This is the heartbreaking story of the 937 passengers of the SS Saint Louis liner, who in order to escape the persecution by the Nazis, decided to travel to Havana, and then to the United States, but upon arrival at the Cuban port, under pressure from the Yankee government, were denied disembarkation.
Most of the passengers were Jewish families who, with the arrival of the Nazi party to power, began to be harassed: Their synagogues and properties were burned, they were constantly harassed and, moreover, they risked being detained only because they were Jews.
Also traveling were four Spaniards and two Cubans who were not Jews. Almost all of them carried their visas in order issued by the Cuban Embassy in Berlin at a cost of $200 or $300 each, a fortune at that time.
The SS Saint Louis set sail from the port of Hamburg on May 13, 1939. Gisela Felman was 15 years old when she embarked on that unknown adventure and “she remembers her father begging her mother to wait for him but she was tenacious and always replied: I have to take the girls away for safety.”
“So, armed with visas for Cuba acquired in Berlin, 10 German marks in their bag and another 200 hidden in their underwear, they headed for Hamburg and the St Louis.
The voyage took place with the usual normality of passenger ships. Games, dances, dinners, walks on deck and that its captain Gustav Schroder kept so that women, men and children could enjoy the comforts on board, knowing that those families had suffered enough on German land.
Everything was ready for the passengers to disembark. But big was the surprise when the authorities showed up on board the ship and informed the captain that nobody could go ashore.
The Jewish immigrants were unaware that eight days before the departure of the ship from Hamburg, the then president of Cuba, Federico Laredo Bru, under pressure from the Yankees, had denied the landing permits by means of a decree. Now, in order to enter Cuba, it was required to have an authorization from the Secretary of State and another from the Secretary of Labor and to pay a $500 bonus, except for the tourists.

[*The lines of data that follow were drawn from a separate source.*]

//! Catalog service: enrichment workflow over the reconciler
//!
//! Drives the metadata providers and feeds their records into the
//! reconciler. Provider failure semantics differ by operation: during
//! creation the lookup degrades to "no enrichment" with a non-fatal
//! warning, while an explicit recheck fails outright, since the caller
//! asked for fresh data and got none.

use std::sync::Arc;
use tracing::{debug, warn};

use crate::db::books::Book;
use crate::providers::{NormalizedRecord, ProviderRegistry};
use sqlx::SqlitePool;

use super::reconcile::{BookInput, BookRecord, CatalogError, Reconciler};

/// Result of a creation, with the enrichment warning when the provider
/// lookup failed non-fatally
#[derive(Debug)]
pub struct CreateOutcome {
    pub record: BookRecord,
    pub enrichment_warning: Option<String>,
}

/// Catalog operations exposed to the request-handling layer
#[derive(Clone)]
pub struct CatalogService {
    reconciler: Reconciler,
    registry: Arc<ProviderRegistry>,
}

impl CatalogService {
    pub fn new(pool: SqlitePool, registry: Arc<ProviderRegistry>) -> Self {
        Self {
            reconciler: Reconciler::new(pool),
            registry,
        }
    }

    pub fn registry(&self) -> &ProviderRegistry {
        &self.registry
    }

    /// Create a book, enriching from a metadata provider when the input
    /// carries an ISBN.
    ///
    /// Provider failures never abort creation; the book is created from
    /// the caller-supplied fields alone and the failure is reported as a
    /// warning alongside the result.
    pub async fn create_book(
        &self,
        input: BookInput,
        provider_name: Option<&str>,
    ) -> Result<CreateOutcome, CatalogError> {
        let mut warning = None;

        let normalized = match input.isbn.as_deref().filter(|s| !s.trim().is_empty()) {
            Some(isbn) => match self.registry.resolve(provider_name) {
                Some(provider) => match provider.lookup(isbn).await {
                    Ok(record) => {
                        debug!(%isbn, provider = provider.name(), "Enrichment lookup succeeded");
                        Some(record)
                    }
                    Err(e) => {
                        warn!(%isbn, provider = provider.name(), error = %e,
                            "Enrichment lookup failed; creating from caller fields only");
                        warning = Some(format!(
                            "enrichment via {} failed: {}",
                            provider.name(),
                            e
                        ));
                        None
                    }
                },
                None => {
                    let requested = provider_name.unwrap_or_default();
                    warn!(provider = requested, "Unknown metadata provider requested");
                    warning = Some(format!("unknown metadata provider: {}", requested));
                    None
                }
            },
            None => None,
        };

        let record = self.reconciler.create_book(input, normalized.as_ref()).await?;

        Ok(CreateOutcome {
            record,
            enrichment_warning: warning,
        })
    }

    /// Re-run enrichment for an existing book against its stored ISBN.
    ///
    /// Fails when the book has no ISBN, the provider is unknown, or the
    /// lookup fails; the book is left unmodified in every failure case.
    pub async fn recheck_book(
        &self,
        book: Book,
        provider_name: Option<&str>,
    ) -> Result<BookRecord, CatalogError> {
        let isbn = book
            .isbn
            .clone()
            .filter(|s| !s.trim().is_empty())
            .ok_or(CatalogError::Validation {
                field: "isbn",
                reason: "book does not have an ISBN".to_string(),
            })?;

        let provider =
            self.registry
                .resolve(provider_name)
                .ok_or_else(|| CatalogError::Validation {
                    field: "provider",
                    reason: format!(
                        "unknown metadata provider: {}",
                        provider_name.unwrap_or_default()
                    ),
                })?;

        let normalized = provider.lookup(&isbn).await?;

        self.reconciler.recheck_book(book, &normalized).await
    }

    /// Direct normalized lookup, bypassing the reconciler
    pub async fn lookup(
        &self,
        provider_name: &str,
        isbn: &str,
    ) -> Result<NormalizedRecord, CatalogError> {
        let provider = self
            .registry
            .get(provider_name)
            .ok_or_else(|| CatalogError::Validation {
                field: "provider",
                reason: format!("unknown metadata provider: {}", provider_name),
            })?;

        if isbn.trim().is_empty() {
            return Err(CatalogError::Validation {
                field: "isbn",
                reason: "isbn must be non-empty".to_string(),
            });
        }

        Ok(provider.lookup(isbn).await?)
    }
}

#[cfg(test)]
mod tests {
    use super::*;
    use crate::providers::{MetadataProvider, ProviderError};
    use async_trait::async_trait;

    /// Test double: serves a canned record or a canned failure
    pub(crate) struct StaticProvider {
        record: Option<NormalizedRecord>,
    }

    impl StaticProvider {
        pub(crate) fn with_record(record: NormalizedRecord) -> Self {
            Self {
                record: Some(record),
            }
        }

        pub(crate) fn failing() -> Self {
            Self { record: None }
        }
    }

    #[async_trait]
    impl MetadataProvider for StaticProvider {
        fn name(&self) -> &'static str {
            "static"
        }

        async fn lookup(&self, isbn: &str) -> Result<NormalizedRecord, ProviderError> {
            match &self.record {
                Some(record) => Ok(record.clone()),
                None => Err(ProviderError::NotFound {
                    isbn: isbn.to_string(),
                }),
            }
        }
    }

    async fn service_with(provider: StaticProvider) -> CatalogService {
        let pool = crate::db::test_pool().await;
        let mut registry = ProviderRegistry::empty("static");
        registry.register(Arc::new(provider));
        CatalogService::new(pool, Arc::new(registry))
    }

    fn dune_input(isbn: Option<&str>) -> BookInput {
        BookInput {
            title: Some("Dune".to_string()),
            isbn: isbn.map(|s| s.to_string()),
            authors: vec!["Frank Herbert".to_string()],
            ..Default::default()
        }
    }

    #[tokio::test]
    async fn test_create_enriches_from_provider() {
        let service = service_with(StaticProvider::with_record(NormalizedRecord {
            publish_year: Some(1965),
            genres: vec!["Science Fiction".to_string()],
            ..Default::default()
        }))
        .await;

        let outcome = service
            .create_book(dune_input(Some("9780441013593")), None)
            .await
            .expect("create");

        assert!(outcome.enrichment_warning.is_none());
        assert_eq!(outcome.record.book.publish_year, Some(1965));
        assert_eq!(outcome.record.tags.len(), 1);
    }

    #[tokio::test]
    async fn test_create_degrades_when_provider_fails() {
        let service = service_with(StaticProvider::failing()).await;

        let outcome = service
            .create_book(dune_input(Some("9780441013593")), None)
            .await
            .expect("create must still succeed");

        let warning = outcome.enrichment_warning.expect("warning expected");
        assert!(warning.contains("static"));
        assert_eq!(outcome.record.book.title, "Dune");
        assert!(outcome.record.book.publish_year.is_none());
    }

    #[tokio::test]
    async fn test_create_without_isbn_skips_lookup() {
        let service = service_with(StaticProvider::failing()).await;

        let outcome = service
            .create_book(dune_input(None), None)
            .await
            .expect("create");

        assert!(outcome.enrichment_warning.is_none());
    }

    #[tokio::test]
    async fn test_recheck_fails_without_isbn() {
        let service = service_with(StaticProvider::failing()).await;

        let created = service
            .create_book(dune_input(None), None)
            .await
            .expect("create");

        let err = service
            .recheck_book(created.record.book, None)
            .await
            .expect_err("recheck without isbn");

        assert!(matches!(
            err,
            CatalogError::Validation { field: "isbn", .. }
        ));
    }

    #[tokio::test]
    async fn test_recheck_provider_failure_is_fatal_and_nonmutating() {
        let service = service_with(StaticProvider::failing()).await;

        let created = service
            .create_book(dune_input(Some("9780441013593")), None)
            .await
            .expect("create");
        // Ignore the creation-time warning; the book exists
        let book_id = created.record.book.guid;

        let err = service
            .recheck_book(created.record.book, None)
            .await
            .expect_err("recheck must fail");
        assert!(matches!(err, CatalogError::Provider(_)));

        // Book left unmodified
        let pool = service.reconciler.pool_for_tests();
        let book = crate::db::books::load_book(pool, book_id)
            .await
            .expect("load")
            .expect("book");
        assert_eq!(book.title, "Dune");
        assert!(book.publish_year.is_none());
    }

    #[tokio::test]
    async fn test_direct_lookup_unknown_provider() {
        let service = service_with(StaticProvider::failing()).await;

        let err = service
            .lookup("nonexistent", "9780441013593")
            .await
            .expect_err("unknown provider");
        assert!(matches!(
            err,
            CatalogError::Validation {
                field: "provider",
                ..
            }
        ));
    }
}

Of course, the Jewish refugees could not comply with the new entry regulations because they had left Germany with what little value they had left. And now they had nothing of value with them, only their lives.
Only 28 passengers were able to disembark without problems, including the four Spaniards and the two Cubans.
The SS St. Louis remained in the Havana watershed for almost a week while the lives of the 909 Jewish refugees were traded as if they were just another commodity. They were fleeing from Nazism and were caught by capitalism.
On June 2, President Laredo Bru ordered Captain Gustav Schroder to leave the port of Havana. As the ship was leaving, thousands of Havana residents came to see them off, offering their solidarity and thus showing that the Cuban people were with them.
The ship set sail escorted by two Navy boats and set course for Florida, but there they refused to receive them as they did in Puerto Rico. The captain then telegraphed the authorities in Canada, Honduras, Venezuela, Ecuador, Chile, Colombia, Paraguay, and Argentina, among other countries, to persuade them to take in the Jewish immigrants, but they all refused entry.
Almost a month after his departure from Germany, the SS Saint Louis had to set out for Europe and after long conversations some Jews were accepted by Great Britain, Holland and France, confining them in internment camps. The remaining passengers disembarked on June 17, 1939, in Antwerp, Belgium.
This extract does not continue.